A graph is a pair $G = (V, E)$, it consists of a finite set $V$ of objects called the vertices (or nodes or points) and a set $E$ of 2-elements subsets of $V$ called edges, another way to denote the vertex set/edges of a graph $G$ is using $V(G)$ (the vertex set of $G$) and $E(G)$ (the edge set of $G$)

$$ \begin{align*} G &= (V, E) \\ V &= \{1, 2, 3, 4, 5, 6, 7\} \\ E &= \{ \{1, 5\}, \{5, 7\}, \{2, 3\}, \{2, 4\}, \{3, 4\} \} \end{align*} $$

Properties

  • the order of a graph is the number of vertices (written as $\mid G \mid$)
  • the size of a graph is the number of edges (written as $\Vert G \Vert$)
  • an edge ${u, v}$ is usually written as $uv$ (or $vu$), if $uv$ is an edge of $G$ then $u$ and $v$ are said to be adjacent in $G$
  • a vertex $v$ is incident with an edge e if $v \in e$
  • the set of neighbors of a vertex $v$ is denoted by $N(v)$
  • the degree of a vertex $v$ is the number of edges incident to $v$ (loops are counted twice)

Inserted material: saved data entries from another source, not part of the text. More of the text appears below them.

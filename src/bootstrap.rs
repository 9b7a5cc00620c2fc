// src/bootstrap.rs
//! Turns a validated `Config` into live clients and a ready `SyncService`.

use anyhow::{Context, Result};
use std::sync::Arc;
use std::time::Duration;
use tracing::info;

use crate::config::Config;
use crate::ledger::DuplicateLedger;
use crate::publish::DrupalClient;
use crate::source::elastic::ElasticClient;
use crate::source::SourceQuery;
use crate::store::RedisStore;
use crate::sync::{SyncService, SyncSettings};
use crate::throttle::DeliveryThrottle;

/// Boot must not hang on an unreachable Redis.
pub const REDIS_BOOT_TIMEOUT: Duration = Duration::from_secs(5);

/// Redis-backed ledger configured from `[service]`. Fails if Redis does not answer PING.
pub async fn connect_ledger(cfg: &Config) -> Result<DuplicateLedger> {
    let store = RedisStore::connect(&cfg.redis.connection_url(), REDIS_BOOT_TIMEOUT)
        .await
        .context("redis connection")?;
    Ok(ledger_over(Arc::new(store), cfg))
}

pub fn ledger_over(store: Arc<dyn crate::store::DuplicateStore>, cfg: &Config) -> DuplicateLedger {
    DuplicateLedger::new(store)
        .with_ttl(cfg.service.dedup_ttl())
        .with_prefix(cfg.service.dedup_key_prefix.clone())
}

/// Source + publisher + throttle around an already-connected ledger.
pub fn build_service(cfg: &Config, ledger: DuplicateLedger) -> Result<SyncService> {
    let elastic = ElasticClient::new(&cfg.elasticsearch).context("elasticsearch client")?;
    let source = SourceQuery::new(Arc::new(elastic), cfg.service.crime_keywords.clone())
        .with_result_cap(cfg.service.result_cap);
    let drupal = DrupalClient::new(&cfg.drupal).context("drupal client")?;
    let throttle = DeliveryThrottle::new(cfg.service.rate_limit_rps, cfg.service.rate_limit_burst());

    // Safe diagnostics: never log credentials.
    info!(
        elasticsearch = %cfg.elasticsearch.url,
        drupal = %cfg.drupal.url,
        drupal_user_set = !cfg.drupal.username.is_empty(),
        rate_limit_rps = cfg.service.rate_limit_rps,
        keywords = cfg.service.crime_keywords.len(),
        cities = cfg.cities.len(),
        "sync service configured"
    );

    Ok(SyncService::new(
        cfg.cities.clone(),
        SyncSettings::from_service(&cfg.service),
        Arc::new(source),
        Arc::new(drupal),
        ledger,
        Arc::new(throttle),
    ))
}
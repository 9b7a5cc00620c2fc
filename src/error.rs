// src/error.rs
//! Typed errors for the boundaries where callers branch on the failure kind.
//! Everything above these boundaries propagates with `anyhow`.

use thiserror::Error;

#[derive(Debug, Error)]
pub enum SyncError {
    /// The shared cancellation token fired while waiting (throttle, fetch).
    #[error("operation cancelled")]
    Cancelled,

    /// The search backend answered with an error document.
    #[error("search backend error ({status}): {body}")]
    Backend { status: u16, body: String },

    /// The destination returned a structured JSON:API error.
    #[error("destination API error ({status}): {title} - {detail}")]
    Api {
        status: u16,
        title: String,
        detail: String,
    },

    /// The destination returned an error status without a parseable error body.
    #[error("destination API error: {status}")]
    Status { status: String },

    #[error("decode response: {0}")]
    Decode(String),

    #[error("http request: {0}")]
    Transport(#[from] reqwest::Error),

    #[error("duplicate store: {0}")]
    Store(String),
}

impl SyncError {
    pub fn is_cancelled(&self) -> bool {
        matches!(self, SyncError::Cancelled)
    }
}

impl From<redis::RedisError> for SyncError {
    fn from(e: redis::RedisError) -> Self {
        SyncError::Store(e.to_string())
    }
}

#[cfg(test)]
mod tests {
    use super::*;

    #[test]
    fn api_error_message_carries_title_and_detail() {
        let e = SyncError::Api {
            status: 422,
            title: "Unprocessable Entity".into(),
            detail: "title: This value should not be null.".into(),
        };
        assert_eq!(
            e.to_string(),
            "destination API error (422): Unprocessable Entity - title: This value should not be null."
        );
        assert!(!e.is_cancelled());
        assert!(SyncError::Cancelled.is_cancelled());
    }
}
// tests/drupal_http.rs
//
// DrupalClient against an in-process axum server standing in for the site.

use axum::{
    extract::State,
    http::{header, HeaderMap, Method, StatusCode, Uri},
    response::{IntoResponse, Response},
    Router,
};
use chrono::Utc;
use serde_json::{json, Value};
use std::sync::{Arc, Mutex};

use news_sync::config::DrupalConfig;
use news_sync::publish::{ArticleRequest, DrupalClient};
use news_sync::{CityConfig, Item, Publisher, SyncError};

const JSON_API: &str = "application/vnd.api+json";

#[derive(Debug, Clone)]
struct Seen {
    method: Method,
    path: String,
    query: String,
    headers: HeaderMap,
    body: String,
}

#[derive(Clone)]
struct MockSite {
    seen: Arc<Mutex<Vec<Seen>>>,
    csrf_status: StatusCode,
    post_status: StatusCode,
    post_body: String,
}

impl MockSite {
    fn new(post_status: StatusCode, post_body: &str) -> Self {
        Self {
            seen: Arc::new(Mutex::new(Vec::new())),
            csrf_status: StatusCode::OK,
            post_status,
            post_body: post_body.to_string(),
        }
    }

    fn csrf(mut self, status: StatusCode) -> Self {
        self.csrf_status = status;
        self
    }

    fn seen(&self) -> Vec<Seen> {
        self.seen.lock().unwrap().clone()
    }

    fn posts(&self) -> Vec<Seen> {
        self.seen()
            .into_iter()
            .filter(|s| s.method == Method::POST)
            .collect()
    }
}

async fn handle(
    State(site): State<MockSite>,
    method: Method,
    uri: Uri,
    headers: HeaderMap,
    body: String,
) -> Response {
    site.seen.lock().unwrap().push(Seen {
        method: method.clone(),
        path: uri.path().to_string(),
        query: uri.query().unwrap_or_default().to_string(),
        headers,
        body,
    });

    if uri.path() == "/session/token" {
        return (site.csrf_status, "csrf-abc\n").into_response();
    }
    if method == Method::POST {
        return (
            site.post_status,
            [(header::CONTENT_TYPE, JSON_API)],
            site.post_body.clone(),
        )
            .into_response();
    }
    match uri.path() {
        "/jsonapi/node/article" => (
            StatusCode::OK,
            [(header::CONTENT_TYPE, JSON_API)],
            json!({"data": [{"type": "node--article", "id": "n-1"}]}).to_string(),
        )
            .into_response(),
        "/jsonapi/node/article/n-1" => (
            StatusCode::OK,
            [(header::CONTENT_TYPE, JSON_API)],
            json!({"data": {"type": "node--article", "id": "n-1", "attributes": {"title": "Hello"}}})
                .to_string(),
        )
            .into_response(),
        _ => StatusCode::NOT_FOUND.into_response(),
    }
}

async fn spawn(site: MockSite) -> String {
    let listener = tokio::net::TcpListener::bind("127.0.0.1:0").await.unwrap();
    let addr = listener.local_addr().unwrap();
    let app = Router::new().fallback(handle).with_state(site);
    tokio::spawn(async move {
        axum::serve(listener, app).await.unwrap();
    });
    format!("http://{addr}")
}

fn client(base: &str, username: &str, auth_method: &str) -> DrupalClient {
    DrupalClient::new(&DrupalConfig {
        url: format!("{base}/"),
        username: username.to_string(),
        token: "s3cret".into(),
        auth_method: auth_method.to_string(),
        skip_tls_verify: false,
        timeout_secs: 5,
    })
    .unwrap()
}

fn header_str<'a>(h: &'a HeaderMap, name: &str) -> Option<&'a str> {
    h.get(name).and_then(|v| v.to_str().ok())
}

fn article() -> ArticleRequest {
    ArticleRequest {
        title: "Police arrest suspect downtown".into(),
        body: "Officers responded on Elm St.".into(),
        url: "https://news.example.test/a".into(),
        group_id: "g-sudbury".into(),
        group_type: "group--crime_news".into(),
        content_type: "node--article".into(),
    }
}

const CREATED: &str = r#"{"data":{"type":"node--article","id":"uuid-1","attributes":{"title":"x"}}}"#;

#[tokio::test]
async fn send_posts_jsonapi_document_with_credentials_and_csrf() {
    let site = MockSite::new(StatusCode::CREATED, CREATED);
    let base = spawn(site.clone()).await;
    let client = client(&base, "editor", "app-1");

    let item = Item {
        id: "A".into(),
        title: "Police arrest suspect downtown".into(),
        body: String::new(),
        url: "https://news.example.test/a".into(),
        published_at: Utc::now(),
        source: "Sudbury Star".into(),
    };
    let city = CityConfig {
        name: "sudbury".into(),
        index: None,
        group_id: "g-sudbury".into(),
    };
    let created = client
        .send(&item, &city, "node--article", "group--crime_news")
        .await
        .unwrap();
    assert_eq!(created.id, "uuid-1");
    assert_eq!(created.kind, "node--article");

    let seen = site.seen();
    assert_eq!(seen.len(), 2);
    assert_eq!(seen[0].method, Method::GET);
    assert_eq!(seen[0].path, "/session/token");

    let post = &seen[1];
    assert_eq!(post.path, "/jsonapi/node/article");
    let h = &post.headers;
    assert_eq!(header_str(h, "api-key"), Some("ZWRpdG9yOnMzY3JldA=="));
    assert_eq!(header_str(h, "authorization"), Some("Basic ZWRpdG9yOnMzY3JldA=="));
    assert_eq!(header_str(h, "auth-method"), Some("app-1"));
    assert_eq!(header_str(h, "x-csrf-token"), Some("csrf-abc"));
    assert_eq!(header_str(h, "content-type"), Some(JSON_API));
    assert_eq!(header_str(h, "accept"), Some(JSON_API));

    let doc: Value = serde_json::from_str(&post.body).unwrap();
    assert_eq!(doc["data"]["type"], "node--article");
    assert_eq!(doc["data"]["attributes"]["title"], "Police arrest suspect downtown");
    assert!(doc["data"]["attributes"].get("body").is_none(), "empty body is omitted");
    assert_eq!(
        doc["data"]["relationships"]["field_group"]["data"],
        json!({"type": "group--crime_news", "id": "g-sudbury"})
    );
}

#[tokio::test]
async fn token_only_credentials_and_no_auth_method_header() {
    let site = MockSite::new(StatusCode::CREATED, CREATED);
    let base = spawn(site.clone()).await;
    client(&base, "", "").post_article(&article()).await.unwrap();

    let post = &site.posts()[0];
    assert_eq!(header_str(&post.headers, "api-key"), Some("czNjcmV0"));
    assert_eq!(header_str(&post.headers, "authorization"), Some("Basic czNjcmV0"));
    assert!(post.headers.get("auth-method").is_none());

    let doc: Value = serde_json::from_str(&post.body).unwrap();
    assert_eq!(doc["data"]["attributes"]["body"], "Officers responded on Elm St.");
}

#[tokio::test]
async fn csrf_failure_does_not_block_the_post() {
    let site = MockSite::new(StatusCode::CREATED, CREATED).csrf(StatusCode::FORBIDDEN);
    let base = spawn(site.clone()).await;
    let created = client(&base, "editor", "").post_article(&article()).await.unwrap();
    assert_eq!(created.id, "uuid-1");

    let posts = site.posts();
    assert_eq!(posts.len(), 1);
    assert!(posts[0].headers.get("x-csrf-token").is_none());
}

#[tokio::test]
async fn structured_rejection_surfaces_first_error() {
    let body = r#"{"errors":[
        {"title":"Unprocessable Entity","detail":"title: This value should not be null.","status":"422"},
        {"title":"Second","detail":"ignored"}
    ]}"#;
    let site = MockSite::new(StatusCode::UNPROCESSABLE_ENTITY, body);
    let base = spawn(site).await;

    let err = client(&base, "editor", "").post_article(&article()).await.unwrap_err();
    match err {
        SyncError::Api {
            status,
            title,
            detail,
        } => {
            assert_eq!(status, 422);
            assert_eq!(title, "Unprocessable Entity");
            assert_eq!(detail, "title: This value should not be null.");
        }
        other => panic!("expected Api error, got {other:?}"),
    }
}

#[tokio::test]
async fn bare_server_error_reports_status() {
    let site = MockSite::new(StatusCode::INTERNAL_SERVER_ERROR, "");
    let base = spawn(site).await;

    let err = client(&base, "editor", "").post_article(&article()).await.unwrap_err();
    match err {
        SyncError::Status { status } => assert!(status.starts_with("500"), "{status}"),
        other => panic!("expected Status error, got {other:?}"),
    }
}

#[tokio::test]
async fn malformed_success_body_is_a_decode_error() {
    for body in ["<html>ok</html>", r#"{"data":{"type":"node--article","id":""}}"#] {
        let site = MockSite::new(StatusCode::CREATED, body);
        let base = spawn(site).await;
        let err = client(&base, "editor", "").post_article(&article()).await.unwrap_err();
        assert!(matches!(err, SyncError::Decode(_)), "body {body:?} gave {err:?}");
    }
}

#[tokio::test]
async fn unreachable_site_is_a_transport_error() {
    // Bind then drop to get a port nobody listens on.
    let listener = std::net::TcpListener::bind("127.0.0.1:0").unwrap();
    let addr = listener.local_addr().unwrap();
    drop(listener);

    let err = client(&format!("http://{addr}"), "editor", "")
        .post_article(&article())
        .await
        .unwrap_err();
    assert!(matches!(err, SyncError::Transport(_)), "{err:?}");
}

#[tokio::test]
async fn list_and_get_nodes_return_raw_documents() {
    let site = MockSite::new(StatusCode::CREATED, CREATED);
    let base = spawn(site.clone()).await;
    let client = client(&base, "editor", "");

    let list = client.list_nodes("node--article", 5).await.unwrap();
    assert_eq!(list["data"][0]["id"], "n-1");

    let node = client.get_node("node--article", "n-1").await.unwrap();
    assert_eq!(node["data"]["attributes"]["title"], "Hello");

    let missing = client.get_node("node--article", "nope").await.unwrap_err();
    assert!(matches!(missing, SyncError::Status { .. }), "{missing:?}");

    let seen = site.seen();
    assert!(
        seen[0].query == "page%5Blimit%5D=5" || seen[0].query == "page[limit]=5",
        "query {:?}",
        seen[0].query
    );
    assert!(seen
        .iter()
        .all(|s| header_str(&s.headers, "api-key") == Some("ZWRpdG9yOnMzY3JldA==")));
}
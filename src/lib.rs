// src/lib.rs
// Public library surface for the binaries and integration tests.

pub mod bootstrap;
pub mod config;
pub mod error;
pub mod ledger;
pub mod logging;
pub mod metrics;
pub mod publish;
pub mod relevance;
pub mod source;
pub mod store;
pub mod sync;
pub mod throttle;

// ---- Re-exports for stable public API ----
pub use crate::config::{CityConfig, Config};
pub use crate::error::SyncError;
pub use crate::ledger::DuplicateLedger;
pub use crate::publish::{CreatedResource, Publisher};
pub use crate::source::types::{Item, ItemSource};
pub use crate::sync::{CycleReport, SyncService, SyncSettings, TenantReport, Watermark};
pub use crate::throttle::DeliveryThrottle;
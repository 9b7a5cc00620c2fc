// src/relevance.rs
//! Authoritative topical filter. Pure substring matching over title + body,
//! case-insensitive. No tokenization: "rape" matches inside "therapeutic".

use crate::source::types::Item;

/// True iff any keyword occurs in the lower-cased `title + " " + body`.
/// An empty keyword list matches nothing.
pub fn keep(item: &Item, keywords: &[String]) -> bool {
    let haystack = format!("{} {}", item.title, item.body).to_lowercase();
    keywords
        .iter()
        .map(|k| k.to_lowercase())
        .filter(|k| !k.is_empty())
        .any(|k| haystack.contains(&k))
}

/// Keywords that hit, in configured order. Used for debug logging only.
pub fn matched_keywords<'a>(item: &Item, keywords: &'a [String]) -> Vec<&'a str> {
    let haystack = format!("{} {}", item.title, item.body).to_lowercase();
    keywords
        .iter()
        .filter(|k| !k.is_empty() && haystack.contains(&k.to_lowercase()))
        .map(String::as_str)
        .collect()
}
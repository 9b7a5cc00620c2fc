// src/logging.rs
use anyhow::{anyhow, Result};
use tracing_subscriber::{fmt, prelude::*, EnvFilter};

/// Level used when `RUST_LOG` is unset.
pub fn default_directive(debug: bool) -> &'static str {
    if debug {
        "news_sync=debug,info"
    } else {
        "info"
    }
}

/// Global subscriber. Debug mode: compact human-readable lines.
/// Otherwise: JSON lines for the log shipper. `RUST_LOG` always wins.
pub fn init_tracing(debug: bool) -> Result<()> {
    let filter = EnvFilter::try_from_default_env()
        .unwrap_or_else(|_| EnvFilter::new(default_directive(debug)));

    let registry = tracing_subscriber::registry().with(filter);
    let res = if debug {
        registry.with(fmt::layer().compact()).try_init()
    } else {
        registry
            .with(fmt::layer().json().with_current_span(false))
            .try_init()
    };
    res.map_err(|e| anyhow!("init tracing: {e}"))
}
// src/sync.rs
//! # Sync orchestrator
//! Timer-driven loop: for each city in configured order, fetch → filter →
//! dedup check → throttle → publish → dedup mark. Cities run sequentially;
//! a failing city never stops the others or the end-of-cycle watermark write.

use anyhow::anyhow;
use chrono::{DateTime, Utc};
use metrics::{counter, gauge};
use serde::Serialize;
use std::sync::{Arc, RwLock};
use std::time::Duration;
use tokio::time::MissedTickBehavior;
use tokio_util::sync::CancellationToken;

use crate::config::{CityConfig, ServiceConfig};
use crate::error::SyncError;
use crate::ledger::DuplicateLedger;
use crate::metrics::describe_sync_metrics;
use crate::publish::Publisher;
use crate::relevance;
use crate::source::types::ItemSource;
use crate::throttle::DeliveryThrottle;

/// Shared "published at or after this instant is new" cutoff. The orchestrator
/// is the only writer; writes never move it backwards.
#[derive(Debug)]
pub struct Watermark {
    inner: RwLock<DateTime<Utc>>,
}

impl Watermark {
    pub fn new(initial: DateTime<Utc>) -> Self {
        Self {
            inner: RwLock::new(initial),
        }
    }

    pub fn get(&self) -> DateTime<Utc> {
        *self.inner.read().expect("watermark lock poisoned")
    }

    /// Move to `ts` unless that would go backwards. Returns the stored value.
    pub fn advance_to(&self, ts: DateTime<Utc>) -> DateTime<Utc> {
        let mut w = self.inner.write().expect("watermark lock poisoned");
        if ts > *w {
            *w = ts;
        }
        *w
    }
}

#[derive(Debug, Clone)]
pub struct SyncSettings {
    pub keywords: Vec<String>,
    pub content_type: String,
    pub group_type: String,
    /// `None` = no time-range filter.
    pub lookback: Option<chrono::Duration>,
    pub check_interval: Duration,
}

impl SyncSettings {
    pub fn from_service(cfg: &ServiceConfig) -> Self {
        Self {
            keywords: cfg.crime_keywords.clone(),
            content_type: cfg.content_type.clone(),
            group_type: cfg.group_type.clone(),
            lookback: cfg.lookback(),
            check_interval: cfg.check_interval(),
        }
    }
}

/// Per-city outcome of one cycle. Always produced, even when the city aborted.
#[derive(Debug, Clone, Default, PartialEq, Eq, Serialize)]
pub struct TenantReport {
    pub city: String,
    pub posted: usize,
    pub skipped: usize,
    pub failed: usize,
    /// Set when the city stopped early (fetch failure, cancellation).
    pub aborted: Option<String>,
}

impl TenantReport {
    fn new(city: &str) -> Self {
        Self {
            city: city.to_string(),
            ..Default::default()
        }
    }
}

#[derive(Debug, Clone, Serialize)]
pub struct CycleReport {
    pub started_at: DateTime<Utc>,
    pub watermark: DateTime<Utc>,
    pub tenants: Vec<TenantReport>,
}

impl CycleReport {
    pub fn posted(&self) -> usize {
        self.tenants.iter().map(|t| t.posted).sum()
    }

    pub fn tenant(&self, city: &str) -> Option<&TenantReport> {
        self.tenants.iter().find(|t| t.city == city)
    }
}

pub struct SyncService {
    cities: Vec<CityConfig>,
    settings: SyncSettings,
    source: Arc<dyn ItemSource>,
    publisher: Arc<dyn Publisher>,
    ledger: DuplicateLedger,
    throttle: Arc<DeliveryThrottle>,
    watermark: Watermark,
}

impl SyncService {
    /// Initial watermark is `now - lookback` (or `now` with the window disabled).
    pub fn new(
        cities: Vec<CityConfig>,
        settings: SyncSettings,
        source: Arc<dyn ItemSource>,
        publisher: Arc<dyn Publisher>,
        ledger: DuplicateLedger,
        throttle: Arc<DeliveryThrottle>,
    ) -> Self {
        let now = Utc::now();
        let initial = settings
            .lookback
            .map_or(Some(now), |lookback| now.checked_sub_signed(lookback))
            .unwrap_or(DateTime::<Utc>::MIN_UTC);
        Self {
            cities,
            settings,
            source,
            publisher,
            ledger,
            throttle,
            watermark: Watermark::new(initial),
        }
    }

    pub fn watermark(&self) -> DateTime<Utc> {
        self.watermark.get()
    }

    pub fn cities(&self) -> &[CityConfig] {
        &self.cities
    }

    /// Cycle now, then on every tick, until `cancel` fires.
    pub async fn run(&self, cancel: CancellationToken) {
        let mut ticker = tokio::time::interval(self.settings.check_interval);
        ticker.set_missed_tick_behavior(MissedTickBehavior::Delay);
        tracing::info!(
            cities = self.cities.len(),
            interval_secs = self.settings.check_interval.as_secs(),
            lookback_hours = self.settings.lookback.map(|d| d.num_hours()),
            "sync loop started"
        );

        loop {
            tokio::select! {
                biased;
                _ = cancel.cancelled() => {
                    tracing::info!("sync loop stopped");
                    return;
                }
                _ = ticker.tick() => {
                    self.run_once(&cancel).await;
                }
            }
        }
    }

    /// One full pass over every city, then the single watermark write.
    pub async fn run_once(&self, cancel: &CancellationToken) -> CycleReport {
        describe_sync_metrics();
        let started_at = Utc::now();
        // Read once so every city in the cycle sees the same cutoff.
        let since = self.settings.lookback.map(|_| self.watermark.get());
        tracing::info!(since = ?since, "sync cycle started");

        let mut tenants = Vec::with_capacity(self.cities.len());
        for city in &self.cities {
            if cancel.is_cancelled() {
                tracing::info!(city = %city.name, "cancelled; not starting city");
                break;
            }
            let report = self.process_city(cancel, city, since).await;
            if let Some(reason) = &report.aborted {
                tracing::warn!(city = %city.name, reason = %reason, "city aborted; continuing with next");
            }
            tenants.push(report);
        }

        // Advanced even with the window disabled, to keep one code path.
        let watermark = self.watermark.advance_to(Utc::now());
        counter!("sync_cycles_total").increment(1);
        gauge!("sync_watermark_ts").set(watermark.timestamp() as f64);
        gauge!("sync_last_cycle_ts").set(Utc::now().timestamp() as f64);

        let report = CycleReport {
            started_at,
            watermark,
            tenants,
        };
        tracing::info!(
            posted = report.posted(),
            cities = report.tenants.len(),
            watermark = %watermark.to_rfc3339(),
            "sync cycle completed"
        );
        report
    }

    /// Fetch and deliver one city's candidates. Item-level failures are counted,
    /// never propagated.
    pub async fn process_city(
        &self,
        cancel: &CancellationToken,
        city: &CityConfig,
        since: Option<DateTime<Utc>>,
    ) -> TenantReport {
        let mut report = TenantReport::new(&city.name);

        let fetched = tokio::select! {
            biased;
            _ = cancel.cancelled() => Err(anyhow!(SyncError::Cancelled)),
            r = self.source.find(city, since) => r,
        };
        let items = match fetched {
            Ok(items) => items,
            Err(e) => {
                tracing::error!(city = %city.name, source = self.source.name(), error = %format!("{e:#}"), "fetch failed");
                counter!("sync_tenant_errors_total", "tenant" => city.name.clone()).increment(1);
                report.aborted = Some(format!("find articles: {e:#}"));
                return report;
            }
        };

        for item in items {
            if !relevance::keep(&item, &self.settings.keywords) {
                tracing::debug!(city = %city.name, item_id = %item.id, title = %item.title, "not relevant");
                report.skipped += 1;
                continue;
            }
            tracing::debug!(
                city = %city.name,
                item_id = %item.id,
                keywords = ?relevance::matched_keywords(&item, &self.settings.keywords),
                "relevant"
            );
            if item.id.trim().is_empty() {
                tracing::warn!(city = %city.name, title = %item.title, "item has no id; skipping");
                report.skipped += 1;
                continue;
            }
            if self.ledger.has_seen(&item.id).await {
                tracing::debug!(city = %city.name, item_id = %item.id, "already posted");
                report.skipped += 1;
                continue;
            }

            if let Err(e) = self.throttle.acquire(cancel).await {
                tracing::warn!(city = %city.name, error = %e, "throttle wait aborted");
                counter!("sync_tenant_errors_total", "tenant" => city.name.clone()).increment(1);
                report.aborted = Some(format!("rate limit wait: {e}"));
                break;
            }

            // Not raced against `cancel`: once sent, the outcome must be recorded.
            match self
                .publisher
                .send(
                    &item,
                    city,
                    &self.settings.content_type,
                    &self.settings.group_type,
                )
                .await
            {
                Ok(created) => {
                    if let Err(e) = self.ledger.mark_seen(&item.id).await {
                        tracing::warn!(city = %city.name, item_id = %item.id, error = %e, "posted but not marked; may be re-posted");
                    }
                    tracing::info!(
                        city = %city.name,
                        item_id = %item.id,
                        drupal_id = %created.id,
                        title = %item.title,
                        "article posted"
                    );
                    report.posted += 1;
                }
                Err(e) => {
                    tracing::error!(city = %city.name, item_id = %item.id, error = %e, "posting failed");
                    report.failed += 1;
                }
            }
        }

        counter!("sync_items_posted_total", "tenant" => city.name.clone()).increment(report.posted as u64);
        counter!("sync_items_skipped_total", "tenant" => city.name.clone()).increment(report.skipped as u64);
        counter!("sync_items_failed_total", "tenant" => city.name.clone()).increment(report.failed as u64);
        tracing::info!(
            city = %city.name,
            posted = report.posted,
            skipped = report.skipped,
            failed = report.failed,
            aborted = report.aborted.is_some(),
            "city processed"
        );
        report
    }
}
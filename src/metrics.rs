// src/metrics.rs
use anyhow::{Context, Result};
use axum::{routing::get, Router};
use metrics::{describe_counter, describe_gauge, describe_histogram};
use metrics_exporter_prometheus::{PrometheusBuilder, PrometheusHandle};
use once_cell::sync::OnceCell;
use tokio_util::sync::CancellationToken;

/// One-time metric descriptions (so series show up on /metrics before first use).
pub fn describe_sync_metrics() {
    static ONCE: OnceCell<()> = OnceCell::new();
    ONCE.get_or_init(|| {
        describe_counter!("sync_cycles_total", "Completed sync cycles.");
        describe_counter!(
            "sync_items_posted_total",
            "Items created at the destination, per tenant."
        );
        describe_counter!(
            "sync_items_skipped_total",
            "Items dropped by the relevance filter or the duplicate ledger, per tenant."
        );
        describe_counter!(
            "sync_items_failed_total",
            "Items the destination rejected, per tenant."
        );
        describe_counter!(
            "sync_tenant_errors_total",
            "Tenant passes aborted early (fetch failure, cancellation)."
        );
        describe_counter!(
            "sync_ledger_errors_total",
            "Duplicate store errors by operation."
        );
        describe_histogram!("sync_search_ms", "Search backend latency in milliseconds.");
        describe_histogram!("sync_publish_ms", "Destination create latency in milliseconds.");
        describe_gauge!("sync_watermark_ts", "Unix ts of the shared watermark.");
        describe_gauge!("sync_last_cycle_ts", "Unix ts when the last cycle finished.");
    });
}

pub struct Metrics {
    pub handle: PrometheusHandle,
}

impl Metrics {
    /// Install the global Prometheus recorder. Fails if one is already installed.
    pub fn init() -> Result<Self> {
        let handle = PrometheusBuilder::new()
            .install_recorder()
            .context("prometheus: install recorder")?;
        describe_sync_metrics();
        Ok(Self { handle })
    }

    /// `/metrics` in Prometheus exposition format plus a plain `/health`.
    pub fn router(&self) -> Router {
        let handle = self.handle.clone();
        Router::new()
            .route(
                "/metrics",
                get(move || {
                    let h = handle.clone();
                    async move { h.render() }
                }),
            )
            .route("/health", get(|| async { "OK" }))
    }

    /// Serve the router until `cancel` fires.
    pub async fn serve(&self, addr: &str, cancel: CancellationToken) -> Result<()> {
        let listener = tokio::net::TcpListener::bind(addr)
            .await
            .with_context(|| format!("bind metrics listener on {addr}"))?;
        tracing::info!(addr, "metrics endpoint listening");
        axum::serve(listener, self.router())
            .with_graceful_shutdown(async move { cancel.cancelled().await })
            .await
            .context("metrics server")?;
        Ok(())
    }
}
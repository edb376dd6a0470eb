/*
    Copyright © 2023, ParallelChain Lab
    Licensed under the Apache License, Version 2.0: http://www.apache.org/licenses/LICENSE-2.0
*/

//! The safety side of the protocol: the durable [`SafetyState`](state::SafetyState) record and
//! the [`SafetyRules`](rules::SafetyRules) gatekeeper that is the single authority on whether
//! a vote or proposal may be produced, and on whether an externally received certificate may
//! be trusted.

pub mod state;

pub mod rules;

Let $G = (V, E)$ and $G’ = (V’, E’)$ be two graphs, we set $G \cup G’ = (V \cup V’, E \cup E’)$ and $G \cap G’ = (V \cap V’, E \cap E’)$

  • if $G \cup G = \varnothing$ then $G$ and $G’$ are disjoint
  • if $V’ \subseteq V$ and $E’ \subseteq E$ then $G’$ is a subgraph of $G$ written as $G’ \subseteq G$
  • if $G’$ is a subgraph of $G$ and either $V’ \subset V$ or $E’ \subset E$ then $G’$ is a proper subgraph of $G$
  • if $G’$ is a subgraph of $G$ and $V’ = V$ then $G’$ is an spanning subgraph of $G$
  • if $V’ \subseteq V$ and all the edges $e = uv \in E$ so that $u \in V’$ and $v \in V’$ and also $e \in E’$ then $G’$ is an induced graph of $G$

Movement

A walk in a graph is a sequence of movements beginning at $u$ moving to a neighbor of $u$ and then to a neighbor of that vertex and so on until we stop at a vertex $v$

$$ W = (u = v_0, v_1, \ldots, v = v_k) $$

where $k \geq 0$, note that there are no restrictions on the vertices visited so a vertex can be visited more than once also there are no restrictions on the edges traversed so an edge can be traversed more than once, every two consecutive vertices in $W$ are distinct since they are adjacent, if $u = v$ then we said that the walk is closed otherwise it’s open

  • a trail is a walk in which no edge is traversed more than once
  • a path is a walk in which no vertex is visited more than once (note that every path is also a trail)
  • a circuit is a closed trail of length 3 or more (it begins and ends at the same vertex but repeat no edges)
  • a cycle is a circuit that repeat no vertex (think of it as a closed path), a $k$-cycle is a cycle of length $k$ (e.g. a $3$-cycle is a triangle)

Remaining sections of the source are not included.